- [ACTIVITY]: Could you print each of the records below exactly?

(Source data)
---

use std::sync::Arc;

use crate::config::Config;
use mongodb::{Client as MongoClient, Database};
use redis::aio::ConnectionManager;

use self::generator::{GridGenerator, ProcessGenerator};

pub struct AppState {
    pub config: Config,
    pub mongo: Database,
    pub redis: ConnectionManager,
    pub generator: Arc<dyn GridGenerator>,
}

impl AppState {
    pub async fn new(
        config: Config,
        mongo_client: MongoClient,
        redis_client: redis::Client,
    ) -> anyhow::Result<Self> {
        let mongo = mongo_client.database(&config.mongo_database);

        tracing::info!("Attempting to connect to Redis...");

        let redis = tokio::time::timeout(
            std::time::Duration::from_secs(30),
            ConnectionManager::new(redis_client),
        )
        .await
        .map_err(|_| anyhow::anyhow!("Redis connection timeout after 30s"))??;

        // Test connection
        let mut conn = redis.clone();
        tokio::time::timeout(
            std::time::Duration::from_secs(5),
            redis::cmd("PING").query_async::<String>(&mut conn),
        )
        .await
        .map_err(|_| anyhow::anyhow!("Redis PING timeout after 5s"))??;

        tracing::info!("Redis connection established successfully");

        let generator: Arc<dyn GridGenerator> =
            Arc::new(ProcessGenerator::new(&config.generator_script));

        Ok(Self {
            config,
            mongo,
            redis,
            generator,
        })
    }
}

pub mod generator;
pub mod puzzle_service;
pub mod puzzle_store;
pub mod user_service;
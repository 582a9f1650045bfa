//! Batch import orchestration.
//!
//! The batch is validated as a whole first. Records are then applied one at a
//! time in input order; the first failure stops the run, and records applied
//! before it stay applied.

use super::diff::{plan_user_action, UserAction};
use super::roles::resolve_roles;
use super::types::{ImportRecord, ImportSummary};
use super::validation::validate_batch;
use crate::store::IdentityStore;
use crate::user::UserError;
use serde_json::Value;
use std::path::Path;
use tokio::fs;
use tracing::{info, warn};

async fn apply_record(
    store: &dyn IdentityStore,
    record: &ImportRecord,
    summary: &mut ImportSummary,
) -> Result<(), UserError> {
    let roles = resolve_roles(store, &record.roles).await?;

    match plan_user_action(store, record, roles).await? {
        UserAction::Create(new_user) => {
            store.add_user(new_user).await?;
            summary.created.push(record.email.clone());
        }
        UserAction::Update(user) => {
            store.update_user(&user).await?;
            summary.updated.push(record.email.clone());
        }
    }
    Ok(())
}

/// Reconcile the store against an untrusted batch of user records.
pub async fn import_users(
    store: &dyn IdentityStore,
    batch: &Value,
) -> Result<ImportSummary, UserError> {
    let records = validate_batch(batch).map_err(UserError::Validation)?;

    let mut summary = ImportSummary::default();
    for (index, record) in records.iter().enumerate() {
        if let Err(e) = apply_record(store, record, &mut summary).await {
            warn!(
                "Import stopped at record {} ({}): {} applied, {} not attempted",
                index,
                record.email,
                summary.total(),
                records.len().saturating_sub(index)
            );
            return Err(e);
        }
    }

    info!(
        "Import finished: {} created, {} updated",
        summary.created.len(),
        summary.updated.len()
    );
    Ok(summary)
}

/// Read a JSON batch from `path` and import it.
pub async fn import_file(store: &dyn IdentityStore, path: &Path) -> Result<ImportSummary, UserError> {
    let read_error = |source: std::io::Error| UserError::ReadFile {
        path: path.to_path_buf(),
        source,
    };

    if !fs::try_exists(path).await.map_err(read_error)? {
        return Err(UserError::FileNotFound {
            path: path.to_path_buf(),
        });
    }

    let content = fs::read(path).await.map_err(read_error)?;
    let batch: Value = serde_json::from_slice(&content).map_err(|source| UserError::InvalidJson {
        path: path.to_path_buf(),
        source,
    })?;

    import_users(store, &batch).await
}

---

- [TASK OUTPUT]:
use std::sync::Arc;

use crate::config::Config;
use mongodb::{Client as MongoClient, Database};
use redis::aio::ConnectionManager;

use self::generator::{GridGenerator, ProcessGenerator};

pub struct AppState {
    pub config: Config,
    pub mongo: Database,
    pub redis: ConnectionManager,
    pub generator: Arc<dyn GridGenerator>,
}

impl AppState {
    pub async fn new(
        config: Config,
        mongo_client: MongoClient,
        redis_client: redis::Client,
    ) -> anyhow::Result<Self> {
        let mongo = mongo_client.database(&config.mongo_database);

        tracing::info!("Attempting to connect to Redis...");

        let redis = tokio::time::timeout(
            std::time::Duration::from_secs(30),
            ConnectionManager::new(redis_client),
        )
        .await
        .map_err(|_| anyhow::anyhow!("Redis connection timeout after 30s"))??;

        // Test connection
        let mut conn = redis.clone();
        tokio::time::timeout(
            std::time::Duration::from_secs(5),
            redis::cmd("PING").query_async::<String>(&mut conn),
        )
        .await
        .map_err(|_| anyhow::anyhow!("Redis PING timeout after 5s"))??;

        tracing::info!("Redis connection established successfully");

        let generator: Arc<dyn GridGenerator> =
            Arc::new(ProcessGenerator::new(&config.generator_script));

        Ok(Self {
            config,
            mongo,
            redis,
            generator,
        })
    }
}

pub mod generator;
pub mod puzzle_service;
pub mod puzzle_store;
pub mod user_service;
repository 582a9f1650045bfa
//! Batch import orchestration.
//!
//! The batch is validated as a whole first. Records are then applied one at a
//! time in input order; the first failure stops the run, and records applied
//! before it stay applied.

use super::diff::{plan_user_action, UserAction};
use super::roles::resolve_roles;
use super::types::{ImportRecord, ImportSummary};
use super::validation::validate_batch;
use crate::store::IdentityStore;
use crate::user::UserError;
use serde_json::Value;
use std::path::Path;
use tokio::fs;
use tracing::{info, warn};

async fn apply_record(
    store: &dyn IdentityStore,
    record: &ImportRecord,
    summary: &mut ImportSummary,
) -> Result<(), UserError> {
    let roles = resolve_roles(store, &record.roles).await?;

    match plan_user_action(store, record, roles).await? {
        UserAction::Create(new_user) => {
            store.add_user(new_user).await?;
            summary.created.push(record.email.clone());
        }
        UserAction::Update(user) => {
            store.update_user(&user).await?;
            summary.updated.push(record.email.clone());
        }
    }
    Ok(())
}

/// Reconcile the store against an untrusted batch of user records.
pub async fn import_users(
    store: &dyn IdentityStore,
    batch: &Value,
) -> Result<ImportSummary, UserError> {
    let records = validate_batch(batch).map_err(UserError::Validation)?;

    let mut summary = ImportSummary::default();
    for (index, record) in records.iter().enumerate() {
        if let Err(e) = apply_record(store, record, &mut summary).await {
            warn!(
                "Import stopped at record {} ({}): {} applied, {} not attempted",
                index,
                record.email,
                summary.total(),
                records.len().saturating_sub(index)
            );
            return Err(e);
        }
    }

    info!(
        "Import finished: {} created, {} updated",
        summary.created.len(),
        summary.updated.len()
    );
    Ok(summary)
}

/// Read a JSON batch from `path` and import it.
pub async fn import_file(store: &dyn IdentityStore, path: &Path) -> Result<ImportSummary, UserError> {
    let read_error = |source: std::io::Error| UserError::ReadFile {
        path: path.to_path_buf(),
        source,
    };

    if !fs::try_exists(path).await.map_err(read_error)? {
        return Err(UserError::FileNotFound {
            path: path.to_path_buf(),
        });
    }

    let content = fs::read(path).await.map_err(read_error)?;
    let batch: Value = serde_json::from_slice(&content).map_err(|source| UserError::InvalidJson {
        path: path.to_path_buf(),
        source,
    })?;

    import_users(store, &batch).await
}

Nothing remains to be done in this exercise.